SAN FRANCISCO (KPIX) - After a rocky start, the COVID-19 vaccine rollout is starting to pick up the pace and there may be a dramatic shift in a matter of weeks.

When the vaccine rollout was just beginning in early and mid-January, experts were predicting at long timeline to widespread vaccinations. They thought logistics might be in place in a couple of months, and vaccine deliveries ramped up by summer time. That schedule may have been too conservative.

"We are so pleased," said Sandra Hsu after getting vaccinated in San Francisco. "We signed up during the Super Bowl on Sunday. Just two days ago!"

The vaccine push continues from Moscone Center, to the Valley Bible Church parking lot in Hercules.
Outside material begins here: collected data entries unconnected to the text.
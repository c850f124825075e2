// Command mapping: every command turns into exactly one `PixelaRequest`.
// Building the request is pure (no I/O) so that the method, URL and body
// can be checked before anything leaves the machine.

use crate::config::Config;
use crate::error::{Error, Result};
use crate::pixel::{GraphColor, GraphType, PixelDate, Quantity};
use reqwest::{Method, Url};
use serde::Serialize;

/// A validated command, ready to be mapped onto the API.
#[derive(Debug, Clone, PartialEq)]
pub enum Command {
    CreateUser,
    CreateGraph {
        graph: Option<String>,
        name: String,
        unit: String,
        kind: GraphType,
        color: GraphColor,
    },
    AddPixel {
        graph: Option<String>,
        date: Option<PixelDate>,
        quantity: Quantity,
    },
    UpdatePixel {
        graph: Option<String>,
        date: PixelDate,
        quantity: Quantity,
    },
    DeletePixel {
        graph: Option<String>,
        date: PixelDate,
    },
}

/// Body of `POST /v1/users`. Creating a user means agreeing to the terms
/// of service and confirming the user is not a minor.
#[derive(Serialize, Debug, Clone, PartialEq)]
#[serde(rename_all = "camelCase")]
pub struct CreateUserRequest {
    pub token: String,
    pub username: String,
    pub agree_terms_of_service: &'static str,
    pub not_minor: &'static str,
}

/// Body of `POST /v1/users/<username>/graphs`.
#[derive(Serialize, Debug, Clone, PartialEq)]
pub struct CreateGraphRequest {
    pub id: String,
    pub name: String,
    pub unit: String,
    #[serde(rename = "type")]
    pub kind: GraphType,
    pub color: GraphColor,
}

/// Body of `POST /v1/users/<username>/graphs/<graph>`.
#[derive(Serialize, Debug, Clone, PartialEq)]
pub struct PostPixelRequest {
    pub date: String,
    pub quantity: String,
}

/// Body of `PUT /v1/users/<username>/graphs/<graph>/<date>`.
#[derive(Serialize, Debug, Clone, PartialEq)]
pub struct UpdatePixelRequest {
    pub quantity: String,
}

#[derive(Serialize, Debug, Clone, PartialEq)]
#[serde(untagged)]
pub enum Payload {
    CreateUser(CreateUserRequest),
    CreateGraph(CreateGraphRequest),
    PostPixel(PostPixelRequest),
    UpdatePixel(UpdatePixelRequest),
}

/// The one HTTP call a command performs.
#[derive(Debug, Clone, PartialEq)]
pub struct PixelaRequest {
    pub method: Method,
    pub url: Url,
    pub body: Option<Payload>,
    /// Whether the `X-USER-TOKEN` header is attached.
    pub authenticated: bool,
    /// Graph the request targets, if any.
    pub graph: Option<String>,
}

impl Command {
    /// Short name used in log lines and messages.
    pub fn name(&self) -> &'static str {
        match self {
            Command::CreateUser => "create-user",
            Command::CreateGraph { .. } => "create-graph",
            Command::AddPixel { .. } => "add",
            Command::UpdatePixel { .. } => "update",
            Command::DeletePixel { .. } => "delete",
        }
    }

    /// Map this command onto its Pixela request. `today` fills in a missing
    /// date for `add`.
    pub fn to_request(&self, cfg: &Config, today: PixelDate) -> Result<PixelaRequest> {
        let graphs = [cfg.username.as_str(), "graphs"];

        let req = match self {
            Command::CreateUser => PixelaRequest {
                method: Method::POST,
                url: endpoint_url(cfg, &[])?,
                body: Some(Payload::CreateUser(CreateUserRequest {
                    token: cfg.token.clone(),
                    username: cfg.username.clone(),
                    agree_terms_of_service: "yes",
                    not_minor: "yes",
                })),
                authenticated: false,
                graph: None,
            },
            Command::CreateGraph { graph, name, unit, kind, color } => {
                let gid = cfg.resolve_graph(graph.as_deref())?;
                PixelaRequest {
                    method: Method::POST,
                    url: endpoint_url(cfg, &graphs)?,
                    body: Some(Payload::CreateGraph(CreateGraphRequest {
                        id: gid.clone(),
                        name: name.clone(),
                        unit: unit.clone(),
                        kind: *kind,
                        color: *color,
                    })),
                    authenticated: true,
                    graph: Some(gid),
                }
            }
            Command::AddPixel { graph, date, quantity } => {
                let gid = cfg.resolve_graph(graph.as_deref())?;
                let url = endpoint_url(cfg, &[graphs[0], graphs[1], gid.as_str()])?;
                PixelaRequest {
                    method: Method::POST,
                    url,
                    body: Some(Payload::PostPixel(PostPixelRequest {
                        date: date.unwrap_or(today).to_string(),
                        quantity: quantity.to_string(),
                    })),
                    authenticated: true,
                    graph: Some(gid),
                }
            }
            Command::UpdatePixel { graph, date, quantity } => {
                let gid = cfg.resolve_graph(graph.as_deref())?;
                let day = date.to_string();
                let url = endpoint_url(cfg, &[graphs[0], graphs[1], gid.as_str(), day.as_str()])?;
                PixelaRequest {
                    method: Method::PUT,
                    url,
                    body: Some(Payload::UpdatePixel(UpdatePixelRequest {
                        quantity: quantity.to_string(),
                    })),
                    authenticated: true,
                    graph: Some(gid),
                }
            }
            Command::DeletePixel { graph, date } => {
                let gid = cfg.resolve_graph(graph.as_deref())?;
                let day = date.to_string();
                let url = endpoint_url(cfg, &[graphs[0], graphs[1], gid.as_str(), day.as_str()])?;
                PixelaRequest {
                    method: Method::DELETE,
                    url,
                    body: None,
                    authenticated: true,
                    graph: Some(gid),
                }
            }
        };
        Ok(req)
    }
}

/// The configured endpoint with `segments` appended, each percent-encoded
/// as a single path segment.
pub fn endpoint_url(cfg: &Config, segments: &[&str]) -> Result<Url> {
    let invalid = |why: &str| Error::config(format!("invalid PIXELA_ENDPOINT '{}': {}", cfg.endpoint, why));
    let mut url = Url::parse(&cfg.endpoint).map_err(|e| invalid(&e.to_string()))?;
    url.path_segments_mut()
        .map_err(|_| invalid("not a base URL"))?
        .pop_if_empty()
        .extend(segments);
    Ok(url)
}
"We are starting to get a cookie-cutter pattern, where we can move it from site to site, make it site-specific," said Battalion Chief Victor Bontempo of Richmond Fire.

Practice makes perfect, and it's on display in more and more places. In fact, California's ability to deliver vaccine has been put together several weeks faster than a lot of experts thought possible.

"All of this is really good news," says Dr. John Swartzberg of UC Berkeley. "We're working on the logistics piece of it, and we're starting to see the fruits of that."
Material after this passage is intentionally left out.